Keywords: CBT, depression, therapy, recovery
Cognitive Behavioral Therapy
Cognitive behavioral therapy (CBT) is a form of treatment that focuses on examining the relationships between thoughts, feelings and behaviors (NAMI, 2012). It is designed to modify the individual’s normative dysfunctional thoughts. The basic cognitive technique consists of delineating the individual's specific misconceptions, distortions, and maladaptive assumptions, and of testing their validity and reasonableness (Beck, 1970). By exploring thought patterns that lead to maladaptive behaviors and actions and the beliefs that direct these thoughts, people with mental illness can alter their thought process to improve coping. CBT is different from other types of psychotherapy because the therapist and the patient actively work together to recover from their mental illness.
Hayes (2004) proposes that the history of CBT can be divided into three overlapping but distinct generations. The first generation, commencing with the groundbreaking work of Skinner (1953), Wolpe (1958), and Wysenck (1952) and into the 1960s, and developed largely in reaction to the perceived weaknesses of psychoanalytic theory and therapy (Hayes, 2004). According to Hayes, emphasis shifted towards exploration of one’s interpretation of the world and interpretation of emotionally relevant situations, and shapes experience.
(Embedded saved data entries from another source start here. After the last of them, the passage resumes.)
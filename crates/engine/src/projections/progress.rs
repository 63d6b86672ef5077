//! Battle-pass progress projection
//!
//! Owns the season reward catalog, the claimed-day set, and the current
//! season day, and derives per-reward display state on demand. Server
//! merges are monotonic: the current day never decreases and claimed days
//! are never removed, so a stale poll arriving late cannot undo a newer
//! successful claim.

use chrono::NaiveDateTime;
use serde::Serialize;
use std::collections::BTreeSet;
use webshop_core::{
    ClaimResponse, Error, PassPurchaseResponse, ProgressPayload, Result, RewardEntry, RewardKind,
    SeasonPayload, DAYS_PER_WEEK, SEASON_DAYS, SEASON_WEEKS,
};

/// Button state for one reward tile
#[derive(Debug, Clone, Copy, PartialEq, Eq, Serialize)]
#[serde(rename_all = "camelCase")]
pub enum RewardButton {
    /// Already claimed
    Claimed,
    /// Claimable right now
    Claim,
    /// Day not reached yet
    Locked,
    /// No character selected, claiming is impossible
    NoCharacter,
}

/// One reward tile, fully derived for display
#[derive(Debug, Clone, PartialEq, Serialize)]
#[serde(rename_all = "camelCase")]
pub struct RewardView {
    pub day: u32,
    pub name: String,
    pub kind: RewardKind,
    pub value: u32,
    pub icon: Option<String>,
    pub description: String,
    /// "Day N"
    pub label: String,
    /// e.g. "Elixir x5" or "100 pts"
    pub value_text: String,
    pub claimed: bool,
    pub claimable: bool,
    pub locked: bool,
    pub button: RewardButton,
}

/// One week page of reward tiles
#[derive(Debug, Clone, Serialize)]
#[serde(rename_all = "camelCase")]
pub struct WeekView {
    pub week: u32,
    pub days: Vec<RewardView>,
    pub has_prev: bool,
    pub has_next: bool,
}

/// Aggregate progress numbers for the header area
#[derive(Debug, Clone, PartialEq, Serialize)]
#[serde(rename_all = "camelCase")]
pub struct ProgressStats {
    pub current_day: u32,
    pub claimed_count: u32,
    /// Whether today's reward is still unclaimed
    pub available_today: bool,
    pub streak: u32,
    /// Season completion, 0..=100
    pub progress_percent: u32,
}

/// Battle-pass domain state for one session
#[derive(Debug)]
pub struct ProgressProjection {
    rewards: Vec<RewardEntry>,
    season_name: Option<String>,
    season_end: Option<NaiveDateTime>,
    /// Pass expiry as the server formats it, set after a pass purchase
    pass_expiry: Option<String>,
    current_day: u32,
    claimed_days: BTreeSet<u32>,
    /// View cursor only, never touched by server merges
    week: u32,
    version: u64,
}

impl ProgressProjection {
    pub fn new() -> Self {
        Self {
            rewards: Vec::new(),
            season_name: None,
            season_end: None,
            pass_expiry: None,
            current_day: 1,
            claimed_days: BTreeSet::new(),
            week: 1,
            version: 0,
        }
    }

    // ─── Server merges ───────────────────────────────────────────────

    /// Replace the reward catalog and season metadata from a season
    /// document. A document without a reward list is malformed and the
    /// previous catalog stays in place, never a partial clear.
    pub fn load_catalog(&mut self, payload: SeasonPayload) -> Result<()> {
        let Some(rewards) = payload.rewards else {
            return Err(Error::MalformedPayload(
                "season document has no reward list".to_string(),
            ));
        };

        let mut rewards: Vec<RewardEntry> = rewards.into_iter().map(RewardEntry::from).collect();
        rewards.sort_by_key(|r| r.day);

        self.rewards = rewards;
        self.season_name = payload.name;
        self.season_end = payload.end_date.as_deref().and_then(parse_server_date);
        self.version += 1;
        Ok(())
    }

    /// Merge a progress poll. Both fields land together or not at all;
    /// the merge never lowers the day or drops a claimed day.
    pub fn load_progress(&mut self, payload: ProgressPayload) -> Result<()> {
        let Some(data) = payload.data else {
            return Err(Error::MalformedPayload(
                "progress response has no data field".to_string(),
            ));
        };

        self.merge_progress(data.current_day, &data.claimed_days);
        Ok(())
    }

    /// Merge a successful claim response for `day`. Unsuccessful
    /// responses leave the projection untouched; the caller surfaces the
    /// server's message.
    pub fn apply_claim(&mut self, day: u32, resp: &ClaimResponse) {
        if !resp.success {
            return;
        }

        self.merge_progress(resp.day.unwrap_or(0), &resp.claimed_days);

        // The server may correct the claimed tile's item data
        if let Some(entry) = self.rewards.iter_mut().find(|r| r.day == day) {
            if let Some(name) = &resp.item_name {
                entry.name = name.clone();
            }
            if let Some(icon) = &resp.icon {
                entry.icon = Some(icon.clone());
            }
            if let Some(amount) = resp.amount {
                entry.value = amount;
            }
        }
    }

    /// Record a successful pass purchase
    pub fn apply_pass_purchase(&mut self, resp: &PassPurchaseResponse) {
        if !resp.success {
            return;
        }
        self.pass_expiry = resp.expiry_date.clone();
        self.version += 1;
    }

    /// Monotonic merge. Claimed days stay within the season; the day is
    /// raised to cover every claimed day so claimed ⊆ [1, current_day].
    fn merge_progress(&mut self, server_day: u32, claimed: &[u32]) {
        self.current_day = self.current_day.max(server_day).max(1);
        self.claimed_days.extend(
            claimed
                .iter()
                .copied()
                .filter(|d| (1..=SEASON_DAYS).contains(d)),
        );
        if let Some(&top) = self.claimed_days.iter().next_back() {
            self.current_day = self.current_day.max(top);
        }
        self.version += 1;
    }

    // ─── Week cursor ─────────────────────────────────────────────────

    pub fn week(&self) -> u32 {
        self.week
    }

    pub fn next_week(&mut self) {
        if self.week < SEASON_WEEKS {
            self.week += 1;
        }
    }

    pub fn prev_week(&mut self) {
        if self.week > 1 {
            self.week -= 1;
        }
    }

    pub fn set_week(&mut self, week: u32) {
        self.week = week.clamp(1, SEASON_WEEKS);
    }

    // ─── Derivations ─────────────────────────────────────────────────

    /// Derive the reward tiles of the week the cursor points at
    pub fn derive_week_view(&self, has_character: bool) -> WeekView {
        self.derive_week(self.week, has_character)
    }

    /// Derive one week's reward tiles, days `[(w-1)*7+1, min(w*7, 30)]`
    /// in day order.
    ///
    /// Each tile is exactly one of claimed/claimable/locked. When no
    /// character is selected an override runs after that computation:
    /// the tile is forced locked and unclaimable with its own button
    /// state, while an already-claimed tile keeps its claimed flag.
    pub fn derive_week(&self, week: u32, has_character: bool) -> WeekView {
        let week = week.clamp(1, SEASON_WEEKS);
        let start = (week - 1) * DAYS_PER_WEEK + 1;
        let end = (start + DAYS_PER_WEEK - 1).min(SEASON_DAYS);

        let days = self
            .rewards
            .iter()
            .filter(|r| (start..=end).contains(&r.day))
            .map(|r| self.derive_reward(r, has_character))
            .collect();

        WeekView {
            week,
            days,
            has_prev: week > 1,
            has_next: week < SEASON_WEEKS,
        }
    }

    fn derive_reward(&self, entry: &RewardEntry, has_character: bool) -> RewardView {
        let claimed = self.claimed_days.contains(&entry.day);
        let claimable = entry.day <= self.current_day && !claimed;
        let locked = entry.day > self.current_day;

        let button = if claimed {
            RewardButton::Claimed
        } else if claimable {
            RewardButton::Claim
        } else {
            RewardButton::Locked
        };

        let mut view = RewardView {
            day: entry.day,
            name: entry.name.clone(),
            kind: entry.kind,
            value: entry.value,
            icon: entry.icon.clone(),
            description: entry.description.clone(),
            label: format!("Day {}", entry.day),
            value_text: value_text(entry),
            claimed,
            claimable,
            locked,
            button,
        };

        if !has_character {
            view.claimable = false;
            view.locked = true;
            view.button = RewardButton::NoCharacter;
        }

        view
    }

    /// Contiguous run of claimed days ending at `current_day - 1`,
    /// walking backward
    pub fn streak(&self) -> u32 {
        let mut streak = 0;
        let mut expected = self.current_day.saturating_sub(1);
        while expected >= 1 && self.claimed_days.contains(&expected) {
            streak += 1;
            expected -= 1;
        }
        streak
    }

    pub fn stats(&self) -> ProgressStats {
        ProgressStats {
            current_day: self.current_day,
            claimed_count: self.claimed_days.len() as u32,
            available_today: self.current_day >= 1
                && self.current_day <= SEASON_DAYS
                && !self.claimed_days.contains(&self.current_day),
            streak: self.streak(),
            progress_percent: ((self.current_day as f64 / SEASON_DAYS as f64) * 100.0).round()
                as u32,
        }
    }

    // ─── Accessors ───────────────────────────────────────────────────

    pub fn current_day(&self) -> u32 {
        self.current_day
    }

    pub fn claimed_days(&self) -> &BTreeSet<u32> {
        &self.claimed_days
    }

    pub fn season_name(&self) -> Option<&str> {
        self.season_name.as_deref()
    }

    pub fn season_end(&self) -> Option<NaiveDateTime> {
        self.season_end
    }

    pub fn pass_expiry(&self) -> Option<&str> {
        self.pass_expiry.as_deref()
    }

    pub fn has_catalog(&self) -> bool {
        !self.rewards.is_empty()
    }

    /// Counts server-state merges; the scheduler compares it around a
    /// fetch to spot results that went stale in flight
    pub fn version(&self) -> u64 {
        self.version
    }
}

impl Default for ProgressProjection {
    fn default() -> Self {
        Self::new()
    }
}

fn value_text(entry: &RewardEntry) -> String {
    if !entry.name.is_empty() {
        format!("{} x{}", entry.name, entry.value)
    } else {
        match entry.kind {
            RewardKind::Points => format!("{} pts", entry.value),
            RewardKind::Cash => format!("{} cash", entry.value),
            RewardKind::Item => format!("Item x{}", entry.value),
        }
    }
}

/// Dates arrive in whatever format the server side happens to emit
fn parse_server_date(s: &str) -> Option<NaiveDateTime> {
    let s = s.trim();
    if let Ok(dt) = chrono::DateTime::parse_from_rfc3339(s) {
        return Some(dt.naive_utc());
    }
    if let Ok(dt) = NaiveDateTime::parse_from_str(s, "%Y-%m-%d %H:%M:%S") {
        return Some(dt);
    }
    chrono::NaiveDate::parse_from_str(s, "%Y-%m-%d")
        .ok()
        .and_then(|d| d.and_hms_opt(0, 0, 0))
}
This second generation of developments included rational emotive behavior therapy (REBT) developed by Albert Ellis, and Beck and colleagues’ cognitive therapy.
There are many different forms of CBT and the target population varies depending on the form. Some of the many different forms include: trauma-focused CBT for children, CBT for late-life depression, and CBT for adolescent depression to name a few; each form has a variety of age groups intended as its target population. For example CBT for adolescent depression has the target population of individuals ages 13-17 and...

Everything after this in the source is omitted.